§ Your assignment
Nothing but a number belongs in the answer: the count of lines below that contain the word "environment".

§ Items from a dataset
»»

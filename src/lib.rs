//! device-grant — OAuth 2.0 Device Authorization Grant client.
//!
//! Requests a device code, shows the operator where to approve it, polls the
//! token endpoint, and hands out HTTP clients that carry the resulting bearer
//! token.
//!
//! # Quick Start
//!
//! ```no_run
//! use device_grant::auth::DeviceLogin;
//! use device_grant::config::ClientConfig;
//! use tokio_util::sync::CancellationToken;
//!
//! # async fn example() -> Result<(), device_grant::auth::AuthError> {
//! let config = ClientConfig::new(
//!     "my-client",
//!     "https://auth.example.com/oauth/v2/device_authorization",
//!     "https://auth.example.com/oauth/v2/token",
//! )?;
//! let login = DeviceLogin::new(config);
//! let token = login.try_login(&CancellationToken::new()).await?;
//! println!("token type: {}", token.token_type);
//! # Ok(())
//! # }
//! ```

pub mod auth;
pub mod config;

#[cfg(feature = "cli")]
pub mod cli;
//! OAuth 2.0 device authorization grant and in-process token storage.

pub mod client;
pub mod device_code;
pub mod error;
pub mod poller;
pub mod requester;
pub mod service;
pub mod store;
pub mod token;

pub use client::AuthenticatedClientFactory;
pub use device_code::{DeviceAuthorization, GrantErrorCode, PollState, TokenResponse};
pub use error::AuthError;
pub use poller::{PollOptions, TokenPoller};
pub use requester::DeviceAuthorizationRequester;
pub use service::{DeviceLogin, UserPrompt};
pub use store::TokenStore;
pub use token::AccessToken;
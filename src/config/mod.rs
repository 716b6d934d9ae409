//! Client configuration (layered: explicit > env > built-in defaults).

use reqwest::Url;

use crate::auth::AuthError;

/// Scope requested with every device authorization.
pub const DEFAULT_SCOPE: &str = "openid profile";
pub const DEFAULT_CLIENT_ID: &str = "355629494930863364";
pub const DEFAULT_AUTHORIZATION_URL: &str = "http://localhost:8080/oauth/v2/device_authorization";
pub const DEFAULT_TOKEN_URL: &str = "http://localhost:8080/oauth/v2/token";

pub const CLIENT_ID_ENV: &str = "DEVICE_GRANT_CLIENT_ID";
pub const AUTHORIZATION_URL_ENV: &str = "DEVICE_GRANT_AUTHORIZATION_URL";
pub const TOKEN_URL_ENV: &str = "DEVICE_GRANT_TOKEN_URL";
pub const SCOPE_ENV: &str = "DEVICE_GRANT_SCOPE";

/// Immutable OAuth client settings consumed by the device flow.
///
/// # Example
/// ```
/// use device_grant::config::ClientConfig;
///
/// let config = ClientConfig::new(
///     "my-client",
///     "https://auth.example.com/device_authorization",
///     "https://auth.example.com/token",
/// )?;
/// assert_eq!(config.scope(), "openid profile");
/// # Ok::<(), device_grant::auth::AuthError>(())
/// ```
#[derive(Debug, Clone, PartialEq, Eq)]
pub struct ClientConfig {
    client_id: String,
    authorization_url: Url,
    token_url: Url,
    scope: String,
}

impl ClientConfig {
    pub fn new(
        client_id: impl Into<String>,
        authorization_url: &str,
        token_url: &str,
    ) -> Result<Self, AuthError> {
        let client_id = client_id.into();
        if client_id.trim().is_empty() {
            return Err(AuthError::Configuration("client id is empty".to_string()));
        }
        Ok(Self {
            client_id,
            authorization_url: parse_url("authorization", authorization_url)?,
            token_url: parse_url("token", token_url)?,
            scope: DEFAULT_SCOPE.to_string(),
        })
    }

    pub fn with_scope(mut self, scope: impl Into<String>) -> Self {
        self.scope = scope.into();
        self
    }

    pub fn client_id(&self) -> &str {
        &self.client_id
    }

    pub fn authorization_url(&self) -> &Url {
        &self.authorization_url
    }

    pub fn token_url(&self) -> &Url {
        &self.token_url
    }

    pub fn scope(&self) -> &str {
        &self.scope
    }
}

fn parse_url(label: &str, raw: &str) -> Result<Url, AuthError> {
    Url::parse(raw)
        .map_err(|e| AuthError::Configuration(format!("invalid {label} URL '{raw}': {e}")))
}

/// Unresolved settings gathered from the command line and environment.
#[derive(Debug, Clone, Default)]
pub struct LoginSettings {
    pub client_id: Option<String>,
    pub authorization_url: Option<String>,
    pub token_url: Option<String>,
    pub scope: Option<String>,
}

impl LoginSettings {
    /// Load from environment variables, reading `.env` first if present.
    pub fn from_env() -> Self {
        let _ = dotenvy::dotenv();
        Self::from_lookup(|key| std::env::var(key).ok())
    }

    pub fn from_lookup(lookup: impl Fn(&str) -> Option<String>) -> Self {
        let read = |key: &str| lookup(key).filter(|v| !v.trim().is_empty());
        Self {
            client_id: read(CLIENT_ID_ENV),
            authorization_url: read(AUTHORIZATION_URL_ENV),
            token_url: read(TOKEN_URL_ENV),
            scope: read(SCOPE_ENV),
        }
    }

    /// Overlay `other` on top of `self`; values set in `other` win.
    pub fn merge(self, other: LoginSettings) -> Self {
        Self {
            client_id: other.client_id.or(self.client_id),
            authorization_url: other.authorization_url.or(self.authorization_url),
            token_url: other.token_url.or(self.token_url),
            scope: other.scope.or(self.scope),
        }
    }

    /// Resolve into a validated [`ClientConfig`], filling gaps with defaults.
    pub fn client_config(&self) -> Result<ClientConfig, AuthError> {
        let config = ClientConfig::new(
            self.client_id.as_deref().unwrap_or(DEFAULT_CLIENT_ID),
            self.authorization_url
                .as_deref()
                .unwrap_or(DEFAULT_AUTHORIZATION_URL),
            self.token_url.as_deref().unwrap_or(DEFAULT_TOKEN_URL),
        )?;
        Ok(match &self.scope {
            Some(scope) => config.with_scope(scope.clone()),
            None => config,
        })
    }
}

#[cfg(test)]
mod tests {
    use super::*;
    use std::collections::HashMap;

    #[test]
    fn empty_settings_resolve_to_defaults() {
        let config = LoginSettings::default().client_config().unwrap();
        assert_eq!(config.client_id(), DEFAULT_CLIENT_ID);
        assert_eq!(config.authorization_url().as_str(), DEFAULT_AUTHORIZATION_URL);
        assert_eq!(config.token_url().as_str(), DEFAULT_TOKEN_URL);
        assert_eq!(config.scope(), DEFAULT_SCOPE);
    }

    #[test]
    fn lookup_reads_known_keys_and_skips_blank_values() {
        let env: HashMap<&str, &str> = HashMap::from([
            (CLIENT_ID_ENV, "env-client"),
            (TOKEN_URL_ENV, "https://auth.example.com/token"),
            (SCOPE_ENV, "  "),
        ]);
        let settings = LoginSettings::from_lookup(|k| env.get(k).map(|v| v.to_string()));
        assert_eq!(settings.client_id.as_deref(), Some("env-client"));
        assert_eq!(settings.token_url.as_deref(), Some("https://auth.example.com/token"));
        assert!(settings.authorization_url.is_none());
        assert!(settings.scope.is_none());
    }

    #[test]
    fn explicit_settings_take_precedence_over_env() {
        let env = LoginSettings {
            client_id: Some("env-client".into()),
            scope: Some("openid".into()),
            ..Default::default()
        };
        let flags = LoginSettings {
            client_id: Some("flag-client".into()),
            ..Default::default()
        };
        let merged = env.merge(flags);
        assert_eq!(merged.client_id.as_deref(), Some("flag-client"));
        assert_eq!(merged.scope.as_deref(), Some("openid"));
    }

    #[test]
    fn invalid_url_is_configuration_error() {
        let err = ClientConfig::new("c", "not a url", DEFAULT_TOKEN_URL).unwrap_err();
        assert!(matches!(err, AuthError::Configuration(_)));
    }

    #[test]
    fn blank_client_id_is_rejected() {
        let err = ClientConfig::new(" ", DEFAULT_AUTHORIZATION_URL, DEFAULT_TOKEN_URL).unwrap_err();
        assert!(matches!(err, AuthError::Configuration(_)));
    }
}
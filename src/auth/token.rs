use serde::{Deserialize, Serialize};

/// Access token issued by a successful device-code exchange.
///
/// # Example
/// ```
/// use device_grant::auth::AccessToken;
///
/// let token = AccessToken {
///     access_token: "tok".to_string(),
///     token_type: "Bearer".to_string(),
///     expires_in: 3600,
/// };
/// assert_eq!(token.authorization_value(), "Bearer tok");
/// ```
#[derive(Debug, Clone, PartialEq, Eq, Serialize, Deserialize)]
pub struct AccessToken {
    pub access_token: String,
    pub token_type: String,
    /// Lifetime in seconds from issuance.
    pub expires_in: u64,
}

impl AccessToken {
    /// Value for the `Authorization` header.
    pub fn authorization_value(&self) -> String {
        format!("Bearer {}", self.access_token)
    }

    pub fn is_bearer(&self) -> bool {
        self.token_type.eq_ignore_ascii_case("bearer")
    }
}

««

§ Task solution
2